遙想當年,被我們院隊隊長招收入隊的時候,我們手中的秘笈可是只有薄薄的幾張紙,上面寫了種種不可思議的邏輯,我們一度看的如墜云里霧里,只有在之后觀摩實戰的時候,從對戰過程中才能略微曉得一二。如果當年,我們也有這樣的辯論秘笈,那是不是就能夠拿到校賽冠軍,走出國門,一闖江湖了呢?
指點二:胸有成竹,必會左右互搏
當年在看金庸所著的《神雕俠侶》的時候,所謂“風陵渡口初相遇,一見楊過誤終身”的遺憾倒并不是留有最深刻印象的片段,至今讓我無法忘記的居然是周伯通自創的左右互搏術。那幾天我可是一直用左手畫圓右手畫方來著,可始終是圓不成圓,方不像方,以至于我始終好崇拜小龍女和周伯通。直到我們自己開始打辯論,也化用了此招,這一招才開始走下神壇。
當我發現開創“正始之音”的王弼居然也會這招的時候,突然有種千載而下得遇知音的感覺。他在參加禮部尚書何晏組織的辯論賽時,還不滿二十歲,連冠禮都還沒有行過,比起在場的那些清談老手,只算是個羽翼未豐的雛鳳。
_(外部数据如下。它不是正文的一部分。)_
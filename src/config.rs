//! Engine Configuration
//!
//! [`CacheConfig`] is fixed once an engine is built. It can be assembled with
//! the `with_*` setters, taken from the environment with
//! [`CacheConfig::from_env`], or built from the raw numbers a binding layer
//! hands over with [`CacheConfig::from_raw`].

use std::env;
use std::time::Duration;

use sysinfo::System;
use tracing::level_filters::LevelFilter;

use crate::error::{CacheError, Result};

/// Default number of shards.
pub const DEFAULT_SHARD_COUNT: usize = 1024;

/// Largest accepted shard count.
pub const MAX_SHARD_COUNT: usize = 1 << 16;

/// Default entry lifetime.
pub const DEFAULT_TTL: Duration = Duration::from_secs(60);

/// Default period of the background vacuum.
pub const DEFAULT_VACUUM_INTERVAL: Duration = Duration::from_secs(10 * 60);

/// Size budget used when `max_size` is automatic and the amount of available
/// memory cannot be determined (10 GiB).
pub const FALLBACK_MAX_SIZE: u64 = 10 * 1024 * 1024 * 1024;

/// Smallest page size chosen automatically.
pub const MIN_AUTO_PAGE_SIZE: usize = 4 * 1024;

/// Largest page size chosen automatically.
pub const MAX_AUTO_PAGE_SIZE: usize = 4 * 1024 * 1024;

/// Smallest page size accepted when set explicitly.
pub const MIN_PAGE_SIZE: usize = 64;

/// Automatic page size as a percentage of the per-shard budget.
pub const PAGE_SIZE_PERCENT: u64 = 10;

/// Default depth of each shard's free-page pool.
pub const DEFAULT_FREE_PAGE_POOL: usize = 4;

/// Diagnostic verbosity. Each level includes everything below it.
#[derive(Debug, Clone, Copy, PartialEq, Eq, PartialOrd, Ord, Hash, Default)]
#[repr(u8)]
pub enum Verbosity {
    /// Emit nothing
    #[default]
    None = 0,
    /// Invariant violations only
    Exception = 1,
    /// Operation failures (vacuum errors)
    Error = 2,
    /// Warnings such as an exhausted budget or a slow vacuum pass
    Warning = 3,
    /// Lifecycle events
    Debug1 = 4,
    /// Vacuum pass summaries
    Debug2 = 5,
    /// Per-operation traces
    Debug3 = 6,
}

impl Verbosity {
    /// Returns true if events of `level` should be emitted.
    #[inline]
    pub fn includes(self, level: Verbosity) -> bool {
        level != Verbosity::None && self >= level
    }

    /// The `tracing` filter matching this verbosity.
    pub fn level_filter(self) -> LevelFilter {
        match self {
            Verbosity::None => LevelFilter::OFF,
            Verbosity::Exception | Verbosity::Error => LevelFilter::ERROR,
            Verbosity::Warning => LevelFilter::WARN,
            Verbosity::Debug1 => LevelFilter::INFO,
            Verbosity::Debug2 => LevelFilter::DEBUG,
            Verbosity::Debug3 => LevelFilter::TRACE,
        }
    }

    /// Parses an ordinal level in `0..=6`.
    pub fn from_level(level: i64) -> Result<Self> {
        Ok(match level {
            0 => Verbosity::None,
            1 => Verbosity::Exception,
            2 => Verbosity::Error,
            3 => Verbosity::Warning,
            4 => Verbosity::Debug1,
            5 => Verbosity::Debug2,
            6 => Verbosity::Debug3,
            other => {
                return Err(CacheError::InvalidConfig(format!(
                    "verbosity level {} is outside 0..=6",
                    other
                )))
            }
        })
    }
}

/// Engine configuration.
#[derive(Debug, Clone, PartialEq, Eq)]
pub struct CacheConfig {
    /// Number of shards, a power of two
    pub shard_count: usize,
    /// Lifetime of an entry written with [`set`](crate::CacheEngine::set),
    /// also the period of the background expiry pass
    pub ttl: Duration,
    /// Period of the background vacuum, zero disables it
    pub vacuum_interval: Duration,
    /// Maximum resident bytes across all shards, zero picks half of the
    /// available memory
    pub max_size: u64,
    /// Standard page size in bytes, zero derives it from the budget
    pub page_size: usize,
    /// Reclaimed pages each shard keeps for reuse
    pub free_page_pool: usize,
    /// Overwrite live keys on set instead of failing with `KeyExists`
    pub force_set: bool,
    /// Diagnostic verbosity
    pub verbosity: Verbosity,
}

impl Default for CacheConfig {
    fn default() -> Self {
        Self {
            shard_count: DEFAULT_SHARD_COUNT,
            ttl: DEFAULT_TTL,
            vacuum_interval: DEFAULT_VACUUM_INTERVAL,
            max_size: 0,
            page_size: 0,
            free_page_pool: DEFAULT_FREE_PAGE_POOL,
            force_set: false,
            verbosity: Verbosity::None,
        }
    }
}

impl CacheConfig {
    /// Creates a default configuration with the given entry lifetime.
    pub fn new(ttl: Duration) -> Self {
        Self {
            ttl,
            ..Self::default()
        }
    }

    pub fn with_shard_count(mut self, shard_count: usize) -> Self {
        self.shard_count = shard_count;
        self
    }

    pub fn with_ttl(mut self, ttl: Duration) -> Self {
        self.ttl = ttl;
        self
    }

    pub fn with_vacuum_interval(mut self, interval: Duration) -> Self {
        self.vacuum_interval = interval;
        self
    }

    pub fn with_max_size(mut self, max_size: u64) -> Self {
        self.max_size = max_size;
        self
    }

    pub fn with_page_size(mut self, page_size: usize) -> Self {
        self.page_size = page_size;
        self
    }

    pub fn with_free_page_pool(mut self, pages: usize) -> Self {
        self.free_page_pool = pages;
        self
    }

    pub fn with_force_set(mut self, force_set: bool) -> Self {
        self.force_set = force_set;
        self
    }

    pub fn with_verbosity(mut self, verbosity: Verbosity) -> Self {
        self.verbosity = verbosity;
        self
    }

    /// Builds a configuration from the raw numbers of a binding layer.
    ///
    /// Durations are nanoseconds. A negative size or an unknown verbosity
    /// level is rejected here; the rest is checked by [`validate`](Self::validate).
    pub fn from_raw(
        shard_count: u64,
        ttl_ns: u64,
        vacuum_ns: u64,
        max_size: i64,
        force_set: bool,
        verbose_lvl: i64,
    ) -> Result<Self> {
        let max_size = u64::try_from(max_size).map_err(|_| {
            CacheError::InvalidConfig(format!("max size {} is negative", max_size))
        })?;
        let shard_count = usize::try_from(shard_count).map_err(|_| {
            CacheError::InvalidConfig(format!("shard count {} is too large", shard_count))
        })?;

        let config = Self {
            shard_count,
            ttl: Duration::from_nanos(ttl_ns),
            vacuum_interval: Duration::from_nanos(vacuum_ns),
            max_size,
            force_set,
            verbosity: Verbosity::from_level(verbose_lvl)?,
            ..Self::default()
        };
        config.validate()?;
        Ok(config)
    }

    /// Loads the configuration from `SHARDCACHE_*` environment variables.
    ///
    /// # Environment Variables
    /// - `SHARDCACHE_SHARDS` - shard count (default: 1024)
    /// - `SHARDCACHE_TTL_MS` - entry lifetime in milliseconds (default: 60000)
    /// - `SHARDCACHE_VACUUM_MS` - vacuum period in milliseconds, 0 disables (default: 600000)
    /// - `SHARDCACHE_MAX_SIZE` - size budget in bytes, 0 is automatic (default: 0)
    /// - `SHARDCACHE_PAGE_SIZE` - page size in bytes, 0 is automatic (default: 0)
    /// - `SHARDCACHE_FORCE_SET` - `true` to overwrite live keys (default: false)
    /// - `SHARDCACHE_VERBOSE` - verbosity level 0-6 (default: 0)
    ///
    /// Unset or unparsable variables keep their default.
    pub fn from_env() -> Self {
        let defaults = Self::default();
        Self {
            shard_count: env_parse("SHARDCACHE_SHARDS").unwrap_or(defaults.shard_count),
            ttl: env_parse("SHARDCACHE_TTL_MS")
                .map(Duration::from_millis)
                .unwrap_or(defaults.ttl),
            vacuum_interval: env_parse("SHARDCACHE_VACUUM_MS")
                .map(Duration::from_millis)
                .unwrap_or(defaults.vacuum_interval),
            max_size: env_parse("SHARDCACHE_MAX_SIZE").unwrap_or(defaults.max_size),
            page_size: env_parse("SHARDCACHE_PAGE_SIZE").unwrap_or(defaults.page_size),
            free_page_pool: defaults.free_page_pool,
            force_set: env_parse("SHARDCACHE_FORCE_SET").unwrap_or(defaults.force_set),
            verbosity: env_parse::<i64>("SHARDCACHE_VERBOSE")
                .and_then(|lvl| Verbosity::from_level(lvl).ok())
                .unwrap_or(defaults.verbosity),
        }
    }

    /// Checks the configuration without resolving automatic values.
    pub fn validate(&self) -> Result<()> {
        if self.shard_count == 0 || !self.shard_count.is_power_of_two() {
            return Err(CacheError::InvalidConfig(format!(
                "shard count {} is not a power of two",
                self.shard_count
            )));
        }
        if self.shard_count > MAX_SHARD_COUNT {
            return Err(CacheError::InvalidConfig(format!(
                "shard count {} exceeds maximum {}",
                self.shard_count, MAX_SHARD_COUNT
            )));
        }
        if self.ttl.is_zero() {
            return Err(CacheError::InvalidConfig("ttl must be non-zero".into()));
        }
        if self.page_size != 0 && self.page_size < MIN_PAGE_SIZE {
            return Err(CacheError::InvalidConfig(format!(
                "page size {} is below minimum {}",
                self.page_size, MIN_PAGE_SIZE
            )));
        }
        if self.max_size != 0 && self.page_size as u64 > self.max_size {
            return Err(CacheError::InvalidConfig(format!(
                "page size {} exceeds max size {}",
                self.page_size, self.max_size
            )));
        }
        Ok(())
    }

    /// Returns the size budget, probing available memory when automatic.
    pub fn resolved_max_size(&self) -> u64 {
        if self.max_size != 0 {
            return self.max_size;
        }

        let mut system = System::new();
        system.refresh_memory();
        match system.available_memory() / 2 {
            0 => FALLBACK_MAX_SIZE,
            half => half,
        }
    }

    /// Returns the page size for a given budget.
    ///
    /// Automatic sizing takes a tenth of the per-shard budget, clamped to
    /// `MIN_AUTO_PAGE_SIZE..=MAX_AUTO_PAGE_SIZE`.
    pub fn resolved_page_size(&self, max_size: u64) -> usize {
        if self.page_size != 0 {
            return self.page_size;
        }

        let per_shard = max_size / self.shard_count.max(1) as u64;
        let page = per_shard * PAGE_SIZE_PERCENT / 100;
        (page as usize).clamp(MIN_AUTO_PAGE_SIZE, MAX_AUTO_PAGE_SIZE)
    }
}

fn env_parse<T: std::str::FromStr>(name: &str) -> Option<T> {
    env::var(name).ok().and_then(|v| v.trim().parse().ok())
}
何晏知道他的名氣,便將自己知道的最精妙的玄理一條條地復述給他聽,還擺出一副“這可是最高深的玄理你肯定駁不倒我”的肯定姿態。
然而,王弼卻真的當著眾人的面,一條條地駁難回去了。不僅如此,他還將左右互搏用的爐火純青,饒有興趣地自問自答了好幾輪,每一輪都能夠將在座諸位說的啞口無言,只能嘖嘖稱嘆。我仿佛看到一個在家已經將玄理玩轉得像手中核桃的少年,高揚著頭,放出睥睨眾生的神采。
前輩在此,請受晚輩一拜。好想穿越回去看看你的腦回路,請教一下你的思維模式,然后借鑒借鑒,沒準兒就能醍醐灌頂了呢。
指點三:言簡意賅,漸入高深境界
如今辯論界的老僵尸——黃執中,便是以語言極具感染力而出名,并開創辯論學派“新劍宗”的辯論界傳奇人士。無論場面如何艱難,黃執中在場上總最后一個壓軸發言,氣定神閑的一句“來”,就能讓你踉踉蹌蹌地撲過去洗耳恭聽他的結辯。他尤其擅長抽絲剝繭,將普通辯題中蘊藏的潛在意義展現到觀眾和評委面前,讓你靈犀一閃,驚呼“原來如此”。
其他的招數,諸如借力打力、移花接木、順水推舟、攻其要害,后發制人等基礎技巧,則早已經被黃執中化在了每句話里,如羚羊掛角不露痕跡。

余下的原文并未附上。